▶ _Assignment_: In the data below, count every line that holds the string "parts" and reply with the number alone.

Stored data
// src/config.rs
//
// Immutable results configuration.
//
// One `ResultsConfig` is built at process start (defaults, optional YAML file,
// then environment overrides) and passed by reference to every component that
// needs the value domains, stratification vocabulary or column templates.
//
// Environment overrides:
// - STRATA_YEARS:              comma-separated list replacing the YEAR domain
// - STRATA_BASELINE_SCENARIO:  scenario name used in single-run mode

use std::collections::HashMap;
use std::fs;
use std::path::Path;

use indexmap::IndexMap;
use serde::{Deserialize, Serialize};
use tracing::{info, warn};

use crate::error::{Error, Result};
use crate::models::{self, SisModel};
use crate::schema::codec::FieldDomains;
use crate::schema::measure::{Measure, STRATUM_FIELD};

/// Separator between stratum key parts.
pub const STRATUM_SEPARATOR: &str = "_";

/// Stratification vocabulary for one dimension (labels only; predicates are
/// registered at runtime).
#[derive(Debug, Clone, PartialEq, Eq, Serialize, Deserialize)]
pub struct DimensionSpec {
    pub name: String,
    pub categories: Vec<String>,
}

impl DimensionSpec {
    pub fn new(name: &str, categories: &[&str]) -> Self {
        Self {
            name: name.to_string(),
            categories: categories.iter().map(|c| c.to_string()).collect(),
        }
    }
}

#[derive(Debug, Clone, Serialize, Deserialize)]
#[serde(default)]
pub struct ResultsConfig {
    /// Template field -> value domain, in declaration order.
    pub domains: FieldDomains,
    /// Stratification dimensions, in registration order.
    pub stratification: Vec<DimensionSpec>,
    /// Declared measures and their column templates.
    pub templates: IndexMap<Measure, String>,
    /// Unstratified columns reported alongside the measures.
    pub standard_columns: Vec<String>,
    /// Measures whose columns must not be summed across seeds.
    pub non_count_measures: Vec<Measure>,
    /// Scenario assigned to records in single-run mode.
    pub baseline_scenario: String,
}

fn strings(values: &[&str]) -> Vec<String> {
    values.iter().map(|v| v.to_string()).collect()
}

/// Declared cause order; column enumeration follows it.
const DISABILITY_CAUSES: [SisModel; 5] = [
    models::DIARRHEA,
    models::MEASLES,
    models::LRI,
    models::MODERATE_PEM,
    models::SEVERE_PEM,
];

fn causes_of_disability() -> Vec<String> {
    DISABILITY_CAUSES
        .iter()
        .map(|m| m.state_name().to_string())
        .collect()
}

impl Default for ResultsConfig {
    fn default() -> Self {
        let mut domains = FieldDomains::new();
        domains.insert(
            "POP_STATE".into(),
            strings(&["living", "dead", "tracked", "untracked"]),
        );
        domains.insert("YEAR".into(), (2022..2024).map(|y| y.to_string()).collect());
        domains.insert("SEX".into(), strings(&["male", "female"]));
        domains.insert(
            "AGE_GROUP".into(),
            strings(&["early_neonatal", "late_neonatal", "post_neonatal", "1_to_4"]),
        );

        let mut causes_of_death = vec!["other_causes".to_string()];
        causes_of_death.extend(causes_of_disability());
        domains.insert("CAUSE_OF_DEATH".into(), causes_of_death);
        domains.insert("CAUSE_OF_DISABILITY".into(), causes_of_disability());

        let model_fields: [(&str, SisModel); 5] = [
            ("DIARRHEA", models::DIARRHEA),
            ("LRI", models::LRI),
            ("MEASLES", models::MEASLES),
            ("MODERATE_PEM", models::MODERATE_PEM),
            ("SEVERE_PEM", models::SEVERE_PEM),
        ];
        for (prefix, model) in model_fields {
            domains.insert(format!("{prefix}_STATE"), model.states());
        }
        for (prefix, model) in model_fields {
            domains.insert(format!("{prefix}_TRANSITION"), model.transition_names());
        }
        domains.insert(
            "CGF_RISK_STATE_NUMERIC".into(),
            strings(&["cat1", "cat2", "cat3", "cat4"]),
        );

        let templates = Measure::ALL
            .iter()
            .map(|m| (*m, m.default_template().to_string()))
            .collect();

        Self {
            domains,
            stratification: vec![DimensionSpec::new(
                "wasting_state",
                &["cat4", "cat3", "cat2", "cat1"],
            )],
            templates,
            standard_columns: strings(&[
                "total_population",
                "years_of_life_lost",
                "years_lived_with_disability",
            ]),
            non_count_measures: Vec::new(),
            baseline_scenario: "baseline".to_string(),
        }
    }
}

impl ResultsConfig {
    /// Load from a YAML file; missing keys fall back to the defaults.
    pub fn from_yaml_file<P: AsRef<Path>>(path: P) -> Result<Self> {
        let path = path.as_ref();
        let contents = fs::read_to_string(path).map_err(|e| Error::io(path, e))?;
        Self::from_yaml_str(&contents)
    }

    pub fn from_yaml_str(yaml: &str) -> Result<Self> {
        let cfg: ResultsConfig = serde_yaml::from_str(yaml)
            .map_err(|e| Error::config(format!("failed to parse results config: {e}")))?;
        cfg.validate()?;
        Ok(cfg)
    }

    /// Apply `STRATA_*` environment overrides on top of `self`.
    pub fn with_env_overrides(mut self) -> Result<Self> {
        if let Ok(raw) = std::env::var("STRATA_YEARS") {
            let years: Vec<String> = raw
                .split(',')
                .map(str::trim)
                .filter(|s| !s.is_empty())
                .map(str::to_string)
                .collect();
            if years.iter().all(|y| y.parse::<i32>().is_ok()) && !years.is_empty() {
                info!(years = %raw, "STRATA_YEARS overrode the YEAR domain");
                self.domains.insert("YEAR".to_string(), years);
            } else {
                warn!(value = %raw, "could not parse STRATA_YEARS; keeping configured years");
            }
        }
        if let Ok(raw) = std::env::var("STRATA_BASELINE_SCENARIO") {
            if raw.trim().is_empty() {
                warn!("STRATA_BASELINE_SCENARIO is empty; ignoring");
            } else {
                info!(scenario = %raw, "STRATA_BASELINE_SCENARIO overrode the baseline scenario");
                self.baseline_scenario = raw.trim().to_string();
            }
        }
        self.validate()?;
        Ok(self)
    }

    pub fn validate(&self) -> Result<()> {
        if self.domains.contains_key(STRATUM_FIELD) {
            return Err(Error::config(format!(
                "'{STRATUM_FIELD}' is derived from the stratification and cannot be declared as a domain"
            )));
        }
        for (field, values) in &self.domains {
            if values.is_empty() {
                return Err(Error::config(format!("field '{field}' has no values")));
            }
        }

        let mut seen = Vec::new();
        for dim in &self.stratification {
            if dim.name.is_empty() {
                return Err(Error::config("stratification dimension with empty name"));
            }
            if seen.contains(&dim.name) {
                return Err(Error::config(format!(
                    "stratification dimension '{}' declared twice",
                    dim.name
                )));
            }
            if dim.categories.is_empty() {
                return Err(Error::config(format!(
                    "stratification dimension '{}' has no categories",
                    dim.name
                )));
            }
            seen.push(dim.name.clone());
        }

        if self.baseline_scenario.is_empty() {
            return Err(Error::config("baseline_scenario cannot be empty"));
        }
        Ok(())
    }

    /// Every composite stratum key, in cartesian declaration order.
    ///
    /// With no dimensions there is exactly one stratum: the empty key.
    pub fn stratum_keys(&self) -> Vec<String> {
        self.stratum_tuples()
            .into_iter()
            .map(|tuple| stratum_key(tuple.iter().map(|(d, c)| (d.as_str(), c.as_str()))))
            .collect()
    }

    /// Split a stratum key back into `(dimension, category)` pairs.
    pub fn stratum_fields(&self, key: &str) -> Option<Vec<(String, String)>> {
        self.stratum_index().remove(key)
    }

    /// Stratum key -> `(dimension, category)` pairs, for every stratum.
    pub fn stratum_index(&self) -> HashMap<String, Vec<(String, String)>> {
        self.stratum_tuples()
            .into_iter()
            .map(|tuple| {
                let key = stratum_key(tuple.iter().map(|(d, c)| (d.as_str(), c.as_str())));
                (key, tuple)
            })
            .collect()
    }

    fn stratum_tuples(&self) -> Vec<Vec<(String, String)>> {
        let mut tuples: Vec<Vec<(String, String)>> = vec![Vec::new()];
        for dim in &self.stratification {
            let mut next = Vec::with_capacity(tuples.len() * dim.categories.len());
            for prefix in &tuples {
                for cat in &dim.categories {
                    let mut t = prefix.clone();
                    t.push((dim.name.clone(), cat.clone()));
                    next.push(t);
                }
            }
            tuples = next;
        }
        tuples
    }

    /// Domain table including the derived `STRATUM` field (appended last).
    pub fn field_domains(&self) -> FieldDomains {
        let mut domains = self.domains.clone();
        domains.insert(STRATUM_FIELD.to_string(), self.stratum_keys());
        domains
    }

    pub fn is_non_count(&self, measure: Measure) -> bool {
        self.non_count_measures.contains(&measure)
    }
}

/// Compose a stratum key: `{dim}_{category}` per dimension, joined with the
/// separator and lowercased.
pub fn stratum_key<'a>(parts: impl IntoIterator<Item = (&'a str, &'a str)>) -> String {
    parts
        .into_iter()
        .map(|(dim, cat)| format!("{dim}{STRATUM_SEPARATOR}{cat}"))
        .collect::<Vec<_>>()
        .join(STRATUM_SEPARATOR)
        .to_lowercase()
}

#[cfg(test)]
mod tests {
    use super::*;

    #[test]
    fn default_config_is_valid() {
        let cfg = ResultsConfig::default();
        cfg.validate().unwrap();
        assert_eq!(cfg.domains["YEAR"], vec!["2022", "2023"]);
        assert_eq!(cfg.templates.len(), Measure::ALL.len());
    }

    #[test]
    fn stratum_keys_are_cartesian_and_lowercase() {
        let mut cfg = ResultsConfig::default();
        cfg.stratification = vec![
            DimensionSpec::new("sex", &["Male", "Female"]),
            DimensionSpec::new("wasting_state", &["cat1", "cat2"]),
        ];
        assert_eq!(
            cfg.stratum_keys(),
            vec![
                "sex_male_wasting_state_cat1",
                "sex_male_wasting_state_cat2",
                "sex_female_wasting_state_cat1",
                "sex_female_wasting_state_cat2",
            ]
        );
        let fields = cfg.stratum_fields("sex_female_wasting_state_cat2").unwrap();
        assert_eq!(fields[0], ("sex".to_string(), "Female".to_string()));
        assert_eq!(fields[1], ("wasting_state".to_string(), "cat2".to_string()));
    }

    #[test]
    fn cause_domains_keep_declared_order() {
        let cfg = ResultsConfig::default();
        assert_eq!(
            cfg.domains["CAUSE_OF_DEATH"],
            vec![
                "other_causes",
                "diarrheal_diseases",
                "measles",
                "lower_respiratory_infections",
                "moderate_protein_energy_malnutrition",
                "severe_protein_energy_malnutrition",
            ]
        );
        assert_eq!(cfg.domains["CAUSE_OF_DISABILITY"], cfg.domains["CAUSE_OF_DEATH"][1..]);
    }

    #[test]
    fn stratum_index_covers_every_key() {
        let mut cfg = ResultsConfig::default();
        cfg.stratification = vec![
            DimensionSpec::new("sex", &["male", "female"]),
            DimensionSpec::new("wasting_state", &["cat1", "cat2"]),
        ];
        let index = cfg.stratum_index();
        assert_eq!(index.len(), 4);
        for key in cfg.stratum_keys() {
            assert_eq!(index.get(&key), cfg.stratum_fields(&key).as_ref());
        }
        assert_eq!(
            index["sex_male_wasting_state_cat2"],
            vec![
                ("sex".to_string(), "male".to_string()),
                ("wasting_state".to_string(), "cat2".to_string()),
            ]
        );
    }

    #[test]
    fn no_dimensions_means_single_empty_stratum() {
        let mut cfg = ResultsConfig::default();
        cfg.stratification.clear();
        assert_eq!(cfg.stratum_keys(), vec![String::new()]);
    }

    #[test]
    fn yaml_overrides_merge_with_defaults() {
        let yaml = r#"
stratification:
  - name: sex
    categories: [male, female]
baseline_scenario: status_quo
non_count_measures: [ylds]
"#;
        let cfg = ResultsConfig::from_yaml_str(yaml).unwrap();
        assert_eq!(cfg.stratification.len(), 1);
        assert_eq!(cfg.baseline_scenario, "status_quo");
        assert!(cfg.is_non_count(Measure::Ylds));
        // Untouched sections keep their defaults.
        assert!(cfg.domains.contains_key("AGE_GROUP"));
    }

    #[test]
    fn duplicate_dimension_is_rejected() {
        let yaml = r#"
stratification:
  - name: sex
    categories: [male]
  - name: sex
    categories: [female]
"#;
        assert!(matches!(
            ResultsConfig::from_yaml_str(yaml),
            Err(Error::Configuration(_))
        ));
    }

    #[test]
    fn declaring_stratum_domain_is_rejected() {
        let mut cfg = ResultsConfig::default();
        cfg.domains.insert(STRATUM_FIELD.into(), vec!["x".into()]);
        assert!(cfg.validate().is_err());
    }
}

▶ _Solution_: 3